* **RECORDS TO PROCESS**:

impl ImageHotPath {
    pub fn correlation_id(&self) -> i64 {
        self.correlation_id
    }

    pub fn session_id(&self) -> i32 {
        self.session_id
    }

    pub fn stream_id(&self) -> i32 {
        self.stream_id
    }

    pub fn term_length(&self) -> i32 {
        self.term_length
    }

    pub fn is_reliable(&self) -> bool {
        self.is_reliable
    }

    pub fn source_address(&self) -> SocketAddr {
        self.source_address
    }

    pub fn log(&self) -> &LogBuffers {
        &self.log
    }

    pub fn hwm_position(&self) -> i64 {
        self.hwm_position.get()
    }

    pub fn rebuilt_position(&self) -> i64 {
        self.rebuilt_position.get()
    }

    pub fn clean_position(&self) -> i64 {
        self.conductor.clean_position.load(Ordering::Acquire)
    }

    pub fn status(&self) -> ImageStatus {
        ImageStatus::try_from(self.conductor.status.load(Ordering::Acquire))
            .unwrap_or(ImageStatus::Linger)
    }

    pub fn last_packet_timestamp_ns(&self) -> i64 {
        self.receiver.last_packet_timestamp_ns.load(Ordering::Acquire)
    }

    pub fn is_end_of_stream(&self) -> bool {
        self.receiver.is_end_of_stream.load(Ordering::Acquire)
    }

    /// the most recently advertised window as `(position, length)`
    pub fn next_status_message_window(&self) -> (i64, i32) {
        let (_, position, window_length) = self.status_message_snapshot();
        (position, window_length)
    }

    fn status_message_snapshot(&self) -> (i64, i64, i32) {
        let c = &self.conductor;
        loop {
            let change_number = c.end_sm_change.load(Ordering::Acquire);
            let position = c.next_sm_position.load(Ordering::Relaxed);
            let window_length = c.next_sm_window_length.load(Ordering::Relaxed);
            fence(Ordering::Acquire);

            if change_number == c.begin_sm_change.load(Ordering::Relaxed) {
                return (change_number, position, window_length);
            }
            std::hint::spin_loop();
        }
    }

    fn loss_snapshot(&self) -> (i64, Gap) {
        let c = &self.conductor;
        loop {
            let change_number = c.end_loss_change.load(Ordering::Acquire);
            let gap = Gap {
                term_id: c.loss_term_id.load(Ordering::Relaxed),
                term_offset: c.loss_term_offset.load(Ordering::Relaxed),
                length: c.loss_length.load(Ordering::Relaxed),
            };
            fence(Ordering::Acquire);

            if change_number == c.begin_loss_change.load(Ordering::Relaxed) {
                return (change_number, gap);
            }
            std::hint::spin_loop();
        }
    }

    fn schedule_status_message(&self, position: i64, window_length: i32) {
        let c = &self.conductor;
        let change_number = c.begin_sm_change.load(Ordering::Relaxed) + 1;

        c.begin_sm_change.store(change_number, Ordering::Relaxed);
        fence(Ordering::Release);
        c.next_sm_position.store(position, Ordering::Relaxed);
        c.next_sm_window_length.store(window_length, Ordering::Relaxed);
        c.end_sm_change.store(change_number, Ordering::Release);
    }

    fn schedule_loss(&self, gap: Gap) {
        let c = &self.conductor;
        let change_number = c.begin_loss_change.load(Ordering::Relaxed) + 1;

        c.begin_loss_change.store(change_number, Ordering::Relaxed);
        fence(Ordering::Release);
        c.loss_term_id.store(gap.term_id, Ordering::Relaxed);
        c.loss_term_offset.store(gap.term_offset, Ordering::Relaxed);
        c.loss_length.store(gap.length, Ordering::Relaxed);
        c.end_loss_change.store(change_number, Ordering::Release);
    }

    fn set_status(&self, status: ImageStatus) {
        self.conductor.status.store(status.into(), Ordering::Release);
    }

    /// Validates a received frame against the log geometry, the active term and the advertised
    ///  window, and writes it into the log if it passes. Anomalies never fail the image: the
    ///  frame is dropped and the outcome (and a counter) says why.
    pub fn insert_packet(&self, term_id: i32, term_offset: i32, buffer: &[u8]) -> InsertOutcome {
        if self.log.is_closed() {
            return InsertOutcome::Closed;
        }

        let Some(frame_span) = self.frame_span(term_offset, buffer) else {
            debug!("{:?}: dropping malformed frame at term {} offset {} ({} bytes)", self, term_id, term_offset, buffer.len());
            return InsertOutcome::Malformed;
        };

        let active_term_id = self.initial_term_id.wrapping_add(self.log.metadata().active_term_count());
        if !matches!(term_id.wrapping_sub(active_term_id), 0 | 1) {
            debug!("{:?}: dropping frame for term {} - active term is {}", self, term_id, active_term_id);
            return InsertOutcome::WrongTerm;
        }

        let is_heartbeat = frame::is_heartbeat(buffer);
        let packet_position = compute_position(term_id, term_offset, self.position_bits_to_shift, self.initial_term_id);
        let proposed_position = packet_position + i64::from(frame_span);

        let (_, window_position, window_length) = self.status_message_snapshot();
        if self.is_flow_control_under_run(window_position, packet_position) {
            return InsertOutcome::UnderRun;
        }
        if self.is_flow_control_over_run(window_position, window_length, proposed_position) {
            return InsertOutcome::OverRun;
        }

        let outcome = if is_heartbeat {
            if frame::is_end_of_stream(buffer) {
                self.on_end_of_stream(packet_position);
            }
            self.heartbeats_received.increment_ordered();
            InsertOutcome::Heartbeat
        }
        else {
            if frame::is_end_of_stream(buffer) {
                self.on_end_of_stream(proposed_position);
            }
            let term_buffer = self.log.term_buffer_for_position(packet_position);
            term_rebuilder::insert(term_buffer, term_offset, buffer);
            InsertOutcome::Accepted
        };

        self.hwm_candidate(proposed_position);
        outcome
    }

    /// The number of bytes a frame occupies in the term, or `None` if it is not a well-formed
    ///  data, padding or heartbeat frame that fits the term at `term_offset`.
    fn frame_span(&self, term_offset: i32, buffer: &[u8]) -> Option<i32> {
        if buffer.len() < DATA_HEADER_LENGTH {
            return None;
        }
        if term_offset < 0 || term_offset % FRAME_ALIGNMENT != 0 || term_offset >= self.term_length {
            return None;
        }

        let frame_length = frame::frame_length_of(buffer);
        let span = match frame::frame_type_of(buffer).and_then(|t| FrameType::try_from(t).ok()) {
            Some(FrameType::Data) if frame::is_heartbeat(buffer) => 0,
            Some(FrameType::Data) => {
                let buffer_length: i32 = buffer.len().min(i32::MAX as usize).prechecked_cast();
                if frame_length != buffer_length || buffer.len() > self.mtu_length as usize {
                    return None;
                }
                align(frame_length, FRAME_ALIGNMENT)
            }
            // padding is sent as a bare header, its frame length covers the skipped space
            Some(FrameType::Padding) if frame_length >= FRAME_ALIGNMENT && frame_length % FRAME_ALIGNMENT == 0 => frame_length,
            _ => return None,
        };

        if i64::from(term_offset) + i64::from(span) > i64::from(self.term_length) {
            return None;
        }
        Some(span)
    }

    fn on_end_of_stream(&self, position: i64) {
        if self.log.metadata().set_end_of_stream_position(position) {
            info!("{:?}: end of stream at position {}", self, position);
        }
        self.receiver.is_end_of_stream.store(true, Ordering::Release);
    }

    /// `true` if the frame starts behind the advertised window; counts the under-run
    pub fn is_flow_control_under_run(&self, window_position: i64, packet_position: i64) -> bool {
        let is_under_run = packet_position < window_position;
        if is_under_run {
            trace!("{:?}: flow control under-run - packet position {} is behind window position {}", self, packet_position, window_position);
            self.flow_control_under_runs.increment_ordered();
        }
        is_under_run
    }

    /// `true` if the frame ends beyond the advertised window; counts the over-run
    pub fn is_flow_control_over_run(&self, window_position: i64, window_length: i32, proposed_position: i64) -> bool {
        let is_over_run = proposed_position > window_position + i64::from(window_length);
        if is_over_run {
            debug!("{:?}: flow control over-run - position {} is beyond window {}+{}", self, proposed_position, window_position, window_length);
            self.flow_control_over_runs.increment_ordered();
        }
        is_over_run
    }

    /// Records activity and raises the high-water mark; the mark never moves backwards
    pub fn hwm_candidate(&self, proposed_position: i64) {
        self.receiver.last_packet_timestamp_ns.store(self.clock.nano_time(), Ordering::Release);
        self.hwm_position.propose_max_ordered(proposed_position);
    }

    pub fn on_rttm(&self, header: &RttmHeader, source: SocketAddr) -> RttmOutcome {
        if !header.is_reply() {
            return RttmOutcome::NotAReply;
        }
        if header.session_id != self.session_id || header.stream_id != self.stream_id {
            return RttmOutcome::WrongStream;
        }
        if header.receiver_id != self.receiver_id {
            trace!("{:?}: RTT measurement reply for receiver {} - ignoring", self, header.receiver_id);
            return RttmOutcome::WrongReceiver;
        }

        let now_ns = self.clock.nano_time();
        let rtt_ns = now_ns - header.echo_timestamp_ns - header.reception_delta_ns;
        if rtt_ns < 0 {
            debug!("{:?}: RTT measurement reply from {} yields negative RTT {}ns - ignoring", self, source, rtt_ns);
            return RttmOutcome::Stale;
        }

        self.congestion_control.on_rttm(now_ns, rtt_ns, source);
        RttmOutcome::Accepted { rtt_ns }
    }

    /// Sends a status message if the scheduler asked for one since the last call. Returns
    ///  `true` if a message was sent.
    pub async fn send_pending_status_message(&self, endpoint: &dyn ReceiveChannelEndpoint) -> bool {
        let (change_number, position, window_length) = self.status_message_snapshot();
        if change_number == self.receiver.last_sm_change_number.load(Ordering::Relaxed) {
            return false;
        }

        let status_message = StatusMessage {
            flags: 0,
            session_id: self.session_id,
            stream_id: self.stream_id,
            consumption_term_id: compute_term_id_from_position(position, self.position_bits_to_shift, self.initial_term_id),
            consumption_term_offset: (position & i64::from(self.term_length_mask)) as i32,
            receiver_window: window_length,
            receiver_id: self.receiver_id,
        };

        trace!("{:?}: sending {:?}", self, status_message);
        match endpoint.send_status_message(self.control_address, &status_message).await {
            Ok(()) => { self.status_messages_sent.increment_ordered(); }
            Err(e) => error!("{:?}: error sending status message: {}", self, e),
        }

        self.receiver.last_sm_change_number.store(change_number, Ordering::Relaxed);
        true
    }

    /// Sends a NAK if the scheduler reported loss since the last call. Returns `true` if a NAK
    ///  was sent.
    pub async fn send_pending_loss(&self, endpoint: &dyn ReceiveChannelEndpoint) -> bool {
        let (change_number, gap) = self.loss_snapshot();
        if change_number == self.receiver.last_loss_change_number.load(Ordering::Relaxed) {
            return false;
        }
        self.receiver.last_loss_change_number.store(change_number, Ordering::Relaxed);

        if !self.is_reliable {
            return false;
        }

        let nak = Nak {
            session_id: self.session_id,
            stream_id: self.stream_id,
            term_id: gap.term_id,
            term_offset: gap.term_offset,
            length: gap.length,
        };

        debug!("{:?}: sending {:?}", self, nak);
        match endpoint.send_nak(self.control_address, &nak).await {
            Ok(()) => { self.nak_messages_sent.increment_ordered(); }
            Err(e) => error!("{:?}: error sending NAK: {}", self, e),
        }
        true
    }

    /// Sends an RTT measurement request if the congestion control asks for one. Returns `true`
    ///  if a request was sent.
    pub async fn initiate_rttm(&self, now_ns: i64, endpoint: &dyn ReceiveChannelEndpoint) -> bool {
        if self.status() != ImageStatus::Active || !self.congestion_control.should_measure_rtt(now_ns) {
            return false;
        }

        let rttm = RttmHeader {
            flags: 0,
            session_id: self.session_id,
            stream_id: self.stream_id,
            echo_timestamp_ns: now_ns,
            reception_delta_ns: 0,
            receiver_id: self.receiver_id,
        };

        match endpoint.send_rttm(self.control_address, &rttm).await {
            Ok(()) => { self.rttms_sent.increment_ordered(); }
            Err(e) => error!("{:?}: error sending RTT measurement: {}", self, e),
        }
        self.congestion_control.on_rttm_sent(now_ns);
        true
    }

    /// Copies rebuilt data starting at `position` into `dst`, stopping at the rebuilt position
    ///  and at the end of the term. Returns the number of bytes copied.
    pub fn read_rebuilt(&self, position: i64, dst: &mut [u8]) -> usize {
        let rebuilt = self.rebuilt_position();
        let term_offset = position & i64::from(self.term_length_mask);
        let available = min(rebuilt - position, i64::from(self.term_length) - term_offset);
        if available <= 0 || position < self.clean_position() {
            return 0;
        }

        let length = min(dst.len() as i64, available) as usize;
        self.log.term_buffer_for_position(position)
            .get_bytes(term_offset.prechecked_cast(), &mut dst[..length]);
        length
    }
}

* **EXERCISE DIRECTIONS**: Repeat exactly the lines that run from the opening of the listing through the line holding "let change_number = c.end_sm_change.load(Ordering::Acquire);". Leave out everything else.

* **ANSWER SPACE**:
impl ImageHotPath {
    pub fn correlation_id(&self) -> i64 {
        self.correlation_id
    }

    pub fn session_id(&self) -> i32 {
        self.session_id
    }

    pub fn stream_id(&self) -> i32 {
        self.stream_id
    }

    pub fn term_length(&self) -> i32 {
        self.term_length
    }

    pub fn is_reliable(&self) -> bool {
        self.is_reliable
    }

    pub fn source_address(&self) -> SocketAddr {
        self.source_address
    }

    pub fn log(&self) -> &LogBuffers {
        &self.log
    }

    pub fn hwm_position(&self) -> i64 {
        self.hwm_position.get()
    }

    pub fn rebuilt_position(&self) -> i64 {
        self.rebuilt_position.get()
    }

    pub fn clean_position(&self) -> i64 {
        self.conductor.clean_position.load(Ordering::Acquire)
    }

    pub fn status(&self) -> ImageStatus {
        ImageStatus::try_from(self.conductor.status.load(Ordering::Acquire))
            .unwrap_or(ImageStatus::Linger)
    }

    pub fn last_packet_timestamp_ns(&self) -> i64 {
        self.receiver.last_packet_timestamp_ns.load(Ordering::Acquire)
    }

    pub fn is_end_of_stream(&self) -> bool {
        self.receiver.is_end_of_stream.load(Ordering::Acquire)
    }

    /// the most recently advertised window as `(position, length)`
    pub fn next_status_message_window(&self) -> (i64, i32) {
        let (_, position, window_length) = self.status_message_snapshot();
        (position, window_length)
    }

    fn status_message_snapshot(&self) -> (i64, i64, i32) {
        let c = &self.conductor;
        loop {
            let change_number = c.end_sm_change.load(Ordering::Acquire);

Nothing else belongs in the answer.